Martine’s mouth went dry as she rode across Blackburn Castle’s long drawbridge and through its massive curtain walls, flanked by Thorne and Brother Matthew. Above them rose the remarkable keep which she had, until now, only viewed from a distance. Having been whitewashed in honor of the queen’s visit, it glowed brilliantly against the dusky sky. It was really quite an extraordinary structure, perfectly round save for a rectangular forebuilding, two large turrets, and a tower, from which flew the royal flag. The tower had no roof and, here and there, a gap in the stonework reminded her that this extraordinary castle had been left unfinished when Neville had Baron Anseau and his pregnant wife killed.

They were greeted in the courtyard by a pinch-faced clerk who led them up a stairway in the forebuilding, which opened onto the great hall.
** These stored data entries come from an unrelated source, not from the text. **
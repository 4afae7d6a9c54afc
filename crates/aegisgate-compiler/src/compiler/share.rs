//! 跨作用域共享
//!
//! 多租户拓扑下，成员可能跨出策略所属 VPC 的组需要放到共享层级的 infra 路径，
//! 并通过共享对象授权给策略所在的项目或 VPC 引用。

use aegisgate_common::{
    BackendGroup, BackendShare, OwnerRef, PeerDescriptor, Result, SharingStrategy,
};
use tracing::debug;

use super::naming::IdentityNamer;
use crate::inventory::ScopeDirectory;
use crate::topology::{SharingLevel, Topology};

pub struct ShareBuilder<'a> {
    namer: IdentityNamer<'a>,
    topology: &'a dyn Topology,
    scopes: &'a dyn ScopeDirectory,
}

impl<'a> ShareBuilder<'a> {
    pub fn new(
        namer: IdentityNamer<'a>,
        topology: &'a dyn Topology,
        scopes: &'a dyn ScopeDirectory,
    ) -> Self {
        Self {
            namer,
            topology,
            scopes,
        }
    }

    /// 需要共享时把组移到共享路径，并返回对应的共享对象
    pub fn share_group(
        &self,
        owner: &OwnerRef,
        group: &mut BackendGroup,
        peers: &[PeerDescriptor],
    ) -> Result<Option<BackendShare>> {
        let (Some(level), Some(tenant)) = (self.topology.sharing_level(), self.topology.tenant())
        else {
            return Ok(None);
        };
        if !peers.iter().any(PeerDescriptor::spans_scopes) {
            return Ok(None);
        }

        let token = self.scopes.resolve_scope_identity(&owner.namespace)?;
        group.path = self.topology.shared_group_path(level, &group.id);

        let (shared_with, sharing_strategy) = match level {
            SharingLevel::Organization => (tenant.project_path(), SharingStrategy::AllDescendants),
            SharingLevel::Project => (tenant.vpc_path(), SharingStrategy::NoneDescendants),
        };
        let id = self.namer.share_id(&token, &group.id);
        debug!("组 {} 需要共享给 {}", group.id, shared_with);

        Ok(Some(BackendShare {
            display_name: self.namer.share_display_name(&token, &group.id),
            path: self.topology.share_path(level, &id),
            id,
            shared_with: vec![shared_with],
            sharing_strategy,
            child_resources: vec![group.path.clone()],
            tags: self.namer.policy_tags(owner),
            revision: None,
            marked_for_delete: false,
        }))
    }
}
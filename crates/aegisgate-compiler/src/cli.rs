//! 命令行入口
//!
//! `aegisgate` 以 dry-run 方式编译一条 `ZeroTrustPolicy`：清单来自 YAML 文件或在线集群，
//! 应用集合由 [`DryRunPublisher`] 记录后以 JSON 输出。

use anyhow::{anyhow, Context, Result};
use clap::Parser;
use std::path::PathBuf;
use std::sync::Arc;
use tracing::info;

use crate::compiler::PolicyCompiler;
use crate::config::{CompilerConfig, ConfigManager};
use crate::crd::ZeroTrustPolicy;
use crate::inventory::InventorySnapshot;
use crate::sync::{ApplyBatch, DryRunPublisher, ObjectStores, PolicyReconciler};

/// AegisGate 策略编译器
#[derive(Parser, Debug)]
#[command(name = "aegisgate", version, about = "将零信任策略编译为后端对象并输出应用集合")]
pub struct Cli {
    /// 配置文件路径（YAML 或 JSON）
    #[arg(short, long)]
    pub config: Option<PathBuf>,

    /// ZeroTrustPolicy 资源文件
    #[arg(short, long)]
    pub policy: PathBuf,

    /// 清单快照文件（YAML）
    #[arg(short, long, conflicts_with = "live")]
    pub inventory: Option<PathBuf>,

    /// 从当前 kubeconfig 指向的集群拉取清单
    #[arg(long)]
    pub live: bool,
}

impl Cli {
    /// 加载配置；未指定文件时使用默认配置
    pub fn load_config(&self) -> Result<CompilerConfig> {
        match &self.config {
            Some(path) => {
                let path = path.to_str().ok_or_else(|| anyhow!("配置路径无效"))?;
                Ok(ConfigManager::new(path)?.get_config().clone())
            }
            None => Ok(CompilerConfig::default()),
        }
    }

    /// 编译策略并返回已发布的应用集合
    pub async fn execute(&self, config: &CompilerConfig) -> Result<ApplyBatch> {
        let policy = std::fs::read_to_string(&self.policy)
            .with_context(|| format!("无法读取策略文件: {:?}", self.policy))?;
        let policy: ZeroTrustPolicy = serde_yaml::from_str(&policy).context("策略文件格式错误")?;
        let intent = policy.to_intent().context("策略校验失败")?;

        let snapshot = Arc::new(self.load_inventory(config).await?);
        let compiler = PolicyCompiler::new(config, snapshot.clone(), snapshot);
        let reconciler = PolicyReconciler::new(
            compiler,
            ObjectStores::in_memory(),
            Arc::new(DryRunPublisher::new()),
        );

        let batch = reconciler
            .reconcile(&intent)
            .await
            .with_context(|| format!("策略 {} 编译失败", intent.owner))?;
        info!("策略 {} 编译完成，共 {} 个对象", intent.owner, batch.len());
        Ok(batch)
    }

    async fn load_inventory(&self, config: &CompilerConfig) -> Result<InventorySnapshot> {
        if self.live {
            let client = kube::Client::try_default()
                .await
                .context("无法创建 Kubernetes 客户端")?;
            return InventorySnapshot::fetch(client, config.lookup_timeout(), config.tenant.clone())
                .await
                .context("拉取集群清单失败");
        }

        let snapshot = match &self.inventory {
            Some(path) => {
                let content = std::fs::read_to_string(path)
                    .with_context(|| format!("无法读取清单文件: {:?}", path))?;
                serde_yaml::from_str::<InventorySnapshot>(&content).context("清单文件格式错误")?
            }
            None => InventorySnapshot::default(),
        };
        Ok(snapshot.with_tenant_defaults(config.tenant.clone()))
    }
}
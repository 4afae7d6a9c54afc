//! 数据模型模块
//!
//! 该模块定义了 AegisGate 使用的核心数据模型：策略意图、标签选择器、工作负载清单以及
//! 编译生成的后端对象，并提供序列化/反序列化功能。

pub mod backend;
pub mod intent;
pub mod selector;
pub mod workload;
Martine stifled a gasp as she entered the enormous, brightly lit room, festooned with colorful silks and Saracen carpets, and swarming with courtiers, jugglers, acrobats, harpists, drummers, servants, and several small, darting children. What the great hall at Harford lacked in majesty, its counterpart at Blackburn more than made up for. It was entirely round, with a carved balcony that spanned its circumference halfway between the high, vaulted ceiling and the rush-strewn floor. Directly ahead of her, on the far side of the room, a fire blazed in a massive fireplace built right into the thick stone wall, the only one of its kind Martine had ever seen. To one side of the hearth stood a huge, canopied chair, and sitting in that chair, laughing at the antics of the baby on her lap, was the Queen of England.

She looked different than Martine had expected, much younger than her eight and thirty years, and much prettier, with a round, soft face and glittering eyes. Her ivory damask tunic was sumptuous and fur-trimmed, and on her head she wore the expected barbette and veil. She locked eyes with Martine and smiled, then beckoned to Thorne, who, guiding his wife with a hand on her back, led her and Brother Matthew to the queen.

Numb with panic throughout the introductions, Martine could barely manage a curtsy, thinking,
I hope I’m doing this right
. Thorne sank to one knee with surprising grace, considering his recent injuries, and kissed Eleanor’s offered hand. It occurred to Martine that her husband, despite his humble birth, was much more in his element here than she, as he had some experience of court life. He appeared properly respectful of the great lady, but not overwhelmed, and Martine could tell from Eleanor’s warm greeting that she remembered him fondly.

He does remind one a bit of Charlemagne’s elephant
, Martine thought, comparing the Saxon knight to the dozens of other men in the room. In stature alone he was unique, a colossus among all those slender, soft-spoken young men with their highly polished manners. And unlike them, he was dressed simply, in a blue tunic with no ornamentation, and black chausses.

Eleanor handed her baby to a waiting nurse, then gave orders for the other children to be gathered and put to bed, the tables to be assembled, and dinner to be served. Rising, she reached a hand out to softly touch Martine’s cheek. “So you’re Jourdain’s little girl.” This open reference to her father startled Martine, considering her illegitimacy. But the queen, although she certainly knew the circumstances of her cousin’s birth, apparently did not choose to pass judgment. “I’m delighted to meet you at last, my dear.”

“And I you, my lady queen,” Martine managed. Thorne patted her back, and she smiled at him, grateful for his support in spite of everything.

The food served that evening was surprisingly ordinary, but it was nevertheless a unique experience. Martine, Thorne, and Matthew sat before the hearth at the high table, along with Eleanor, Olivier, the earl’s wife, and several of the more favored knights. The other tables were arranged not in rows, but around the edge of the hall, leaving a large central arena in which musicians, jongleurs, dancers, and mimes joined the jugglers and acrobats in providing suppertime entertainment.